== Problem statement ==
Give back the listing word for word, from top to bottom.

== Exercise data ==
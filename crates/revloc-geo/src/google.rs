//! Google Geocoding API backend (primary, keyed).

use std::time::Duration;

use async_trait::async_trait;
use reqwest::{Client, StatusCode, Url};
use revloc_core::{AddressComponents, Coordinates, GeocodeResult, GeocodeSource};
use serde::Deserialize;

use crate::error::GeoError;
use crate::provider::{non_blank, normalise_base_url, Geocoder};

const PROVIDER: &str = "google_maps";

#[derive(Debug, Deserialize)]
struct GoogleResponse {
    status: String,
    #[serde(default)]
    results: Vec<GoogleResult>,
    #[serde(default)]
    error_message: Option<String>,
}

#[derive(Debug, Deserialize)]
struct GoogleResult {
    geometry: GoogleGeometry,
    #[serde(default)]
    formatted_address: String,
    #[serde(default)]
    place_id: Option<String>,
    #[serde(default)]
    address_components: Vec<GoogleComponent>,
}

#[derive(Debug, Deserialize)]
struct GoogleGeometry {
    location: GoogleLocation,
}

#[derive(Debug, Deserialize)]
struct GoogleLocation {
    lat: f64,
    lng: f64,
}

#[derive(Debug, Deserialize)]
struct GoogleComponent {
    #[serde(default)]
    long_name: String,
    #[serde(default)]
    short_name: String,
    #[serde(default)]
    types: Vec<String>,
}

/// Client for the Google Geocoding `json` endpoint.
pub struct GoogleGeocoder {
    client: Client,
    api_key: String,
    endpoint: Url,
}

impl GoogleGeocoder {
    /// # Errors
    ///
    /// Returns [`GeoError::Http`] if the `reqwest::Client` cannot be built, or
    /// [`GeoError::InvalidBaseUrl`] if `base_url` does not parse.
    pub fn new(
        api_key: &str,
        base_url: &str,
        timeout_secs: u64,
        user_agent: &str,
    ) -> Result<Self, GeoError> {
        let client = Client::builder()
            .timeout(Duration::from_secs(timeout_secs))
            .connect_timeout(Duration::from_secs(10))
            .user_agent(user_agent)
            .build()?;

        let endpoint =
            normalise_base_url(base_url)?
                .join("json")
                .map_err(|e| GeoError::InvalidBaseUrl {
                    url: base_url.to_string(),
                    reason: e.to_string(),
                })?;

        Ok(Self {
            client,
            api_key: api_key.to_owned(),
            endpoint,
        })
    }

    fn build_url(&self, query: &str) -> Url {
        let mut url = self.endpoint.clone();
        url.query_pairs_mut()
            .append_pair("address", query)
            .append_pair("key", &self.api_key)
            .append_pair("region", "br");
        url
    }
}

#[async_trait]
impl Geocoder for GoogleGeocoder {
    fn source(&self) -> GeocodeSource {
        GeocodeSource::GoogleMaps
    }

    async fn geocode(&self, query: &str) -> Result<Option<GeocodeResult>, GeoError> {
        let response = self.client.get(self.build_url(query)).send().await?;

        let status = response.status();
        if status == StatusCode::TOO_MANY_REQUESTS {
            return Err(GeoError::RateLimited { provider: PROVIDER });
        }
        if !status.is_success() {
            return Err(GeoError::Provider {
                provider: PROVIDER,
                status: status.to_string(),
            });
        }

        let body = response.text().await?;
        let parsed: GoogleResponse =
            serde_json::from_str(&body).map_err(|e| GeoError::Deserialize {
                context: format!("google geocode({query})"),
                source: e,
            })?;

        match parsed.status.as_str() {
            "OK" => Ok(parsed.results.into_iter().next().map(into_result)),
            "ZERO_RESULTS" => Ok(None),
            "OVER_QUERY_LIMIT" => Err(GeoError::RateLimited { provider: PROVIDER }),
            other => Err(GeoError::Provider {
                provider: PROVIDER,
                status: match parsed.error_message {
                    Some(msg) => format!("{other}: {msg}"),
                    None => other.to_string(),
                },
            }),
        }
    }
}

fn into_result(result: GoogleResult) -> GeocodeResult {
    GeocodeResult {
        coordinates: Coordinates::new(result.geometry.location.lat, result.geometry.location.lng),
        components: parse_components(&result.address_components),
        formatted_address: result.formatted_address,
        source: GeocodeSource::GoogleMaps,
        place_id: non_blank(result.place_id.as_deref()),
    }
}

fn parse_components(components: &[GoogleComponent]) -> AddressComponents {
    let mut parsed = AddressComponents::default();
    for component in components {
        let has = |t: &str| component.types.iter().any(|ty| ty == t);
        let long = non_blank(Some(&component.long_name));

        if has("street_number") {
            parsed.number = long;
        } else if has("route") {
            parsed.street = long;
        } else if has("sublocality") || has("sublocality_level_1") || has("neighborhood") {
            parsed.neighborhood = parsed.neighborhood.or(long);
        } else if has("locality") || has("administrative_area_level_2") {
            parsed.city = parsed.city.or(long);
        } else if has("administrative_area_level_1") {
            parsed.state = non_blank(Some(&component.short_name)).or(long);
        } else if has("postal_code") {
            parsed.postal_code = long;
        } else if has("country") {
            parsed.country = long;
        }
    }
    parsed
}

== Exercise output ==
filename crates/revloc-geo/src/google.rs
//! Google Geocoding API backend (primary, keyed).

use std::time::Duration;

use async_trait::async_trait;
use reqwest::{Client, StatusCode, Url};
use revloc_core::{AddressComponents, Coordinates, GeocodeResult, GeocodeSource};
use serde::Deserialize;

use crate::error::GeoError;
use crate::provider::{non_blank, normalise_base_url, Geocoder};

const PROVIDER: &str = "google_maps";

#[derive(Debug, Deserialize)]
struct GoogleResponse {
    status: String,
    #[serde(default)]
    results: Vec<GoogleResult>,
    #[serde(default)]
    error_message: Option<String>,
}

#[derive(Debug, Deserialize)]
struct GoogleResult {
    geometry: GoogleGeometry,
    #[serde(default)]
    formatted_address: String,
    #[serde(default)]
    place_id: Option<String>,
    #[serde(default)]
    address_components: Vec<GoogleComponent>,
}

#[derive(Debug, Deserialize)]
struct GoogleGeometry {
    location: GoogleLocation,
}

#[derive(Debug, Deserialize)]
struct GoogleLocation {
    lat: f64,
    lng: f64,
}

#[derive(Debug, Deserialize)]
struct GoogleComponent {
    #[serde(default)]
    long_name: String,
    #[serde(default)]
    short_name: String,
    #[serde(default)]
    types: Vec<String>,
}

/// Client for the Google Geocoding `json` endpoint.
pub struct GoogleGeocoder {
    client: Client,
    api_key: String,
    endpoint: Url,
}

impl GoogleGeocoder {
    /// # Errors
    ///
    /// Returns [`GeoError::Http`] if the `reqwest::Client` cannot be built, or
    /// [`GeoError::InvalidBaseUrl`] if `base_url` does not parse.
    pub fn new(
        api_key: &str,
        base_url: &str,
        timeout_secs: u64,
        user_agent: &str,
    ) -> Result<Self, GeoError> {
        let client = Client::builder()
            .timeout(Duration::from_secs(timeout_secs))
            .connect_timeout(Duration::from_secs(10))
            .user_agent(user_agent)
            .build()?;

        let endpoint =
            normalise_base_url(base_url)?
                .join("json")
                .map_err(|e| GeoError::InvalidBaseUrl {
                    url: base_url.to_string(),
                    reason: e.to_string(),
                })?;

        Ok(Self {
            client,
            api_key: api_key.to_owned(),
            endpoint,
        })
    }

    fn build_url(&self, query: &str) -> Url {
        let mut url = self.endpoint.clone();
        url.query_pairs_mut()
            .append_pair("address", query)
            .append_pair("key", &self.api_key)
            .append_pair("region", "br");
        url
    }
}

#[async_trait]
impl Geocoder for GoogleGeocoder {
    fn source(&self) -> GeocodeSource {
        GeocodeSource::GoogleMaps
    }

    async fn geocode(&self, query: &str) -> Result<Option<GeocodeResult>, GeoError> {
        let response = self.client.get(self.build_url(query)).send().await?;

        let status = response.status();
        if status == StatusCode::TOO_MANY_REQUESTS {
            return Err(GeoError::RateLimited { provider: PROVIDER });
        }
        if !status.is_success() {
            return Err(GeoError::Provider {
                provider: PROVIDER,
                status: status.to_string(),
            });
        }

        let body = response.text().await?;
        let parsed: GoogleResponse =
            serde_json::from_str(&body).map_err(|e| GeoError::Deserialize {
                context: format!("google geocode({query})"),
                source: e,
            })?;

        match parsed.status.as_str() {
            "OK" => Ok(parsed.results.into_iter().next().map(into_result)),
            "ZERO_RESULTS" => Ok(None),
            "OVER_QUERY_LIMIT" => Err(GeoError::RateLimited { provider: PROVIDER }),
            other => Err(GeoError::Provider {
                provider: PROVIDER,
                status: match parsed.error_message {
                    Some(msg) => format!("{other}: {msg}"),
                    None => other.to_string(),
                },
            }),
        }
    }
}

fn into_result(result: GoogleResult) -> GeocodeResult {
    GeocodeResult {
        coordinates: Coordinates::new(result.geometry.location.lat, result.geometry.location.lng),
        components: parse_components(&result.address_components),
        formatted_address: result.formatted_address,
        source: GeocodeSource::GoogleMaps,
        place_id: non_blank(result.place_id.as_deref()),
    }
}

fn parse_components(components: &[GoogleComponent]) -> AddressComponents {
    let mut parsed = AddressComponents::default();
    for component in components {
        let has = |t: &str| component.types.iter().any(|ty| ty == t);
        let long = non_blank(Some(&component.long_name));

        if has("street_number") {
            parsed.number = long;
        } else if has("route") {
            parsed.street = long;
        } else if has("sublocality") || has("sublocality_level_1") || has("neighborhood") {
            parsed.neighborhood = parsed.neighborhood.or(long);
        } else if has("locality") || has("administrative_area_level_2") {
            parsed.city = parsed.city.or(long);
        } else if has("administrative_area_level_1") {
            parsed.state = non_blank(Some(&component.short_name)).or(long);
        } else if has("postal_code") {
            parsed.postal_code = long;
        } else if has("country") {
            parsed.country = long;
        }
    }
    parsed
}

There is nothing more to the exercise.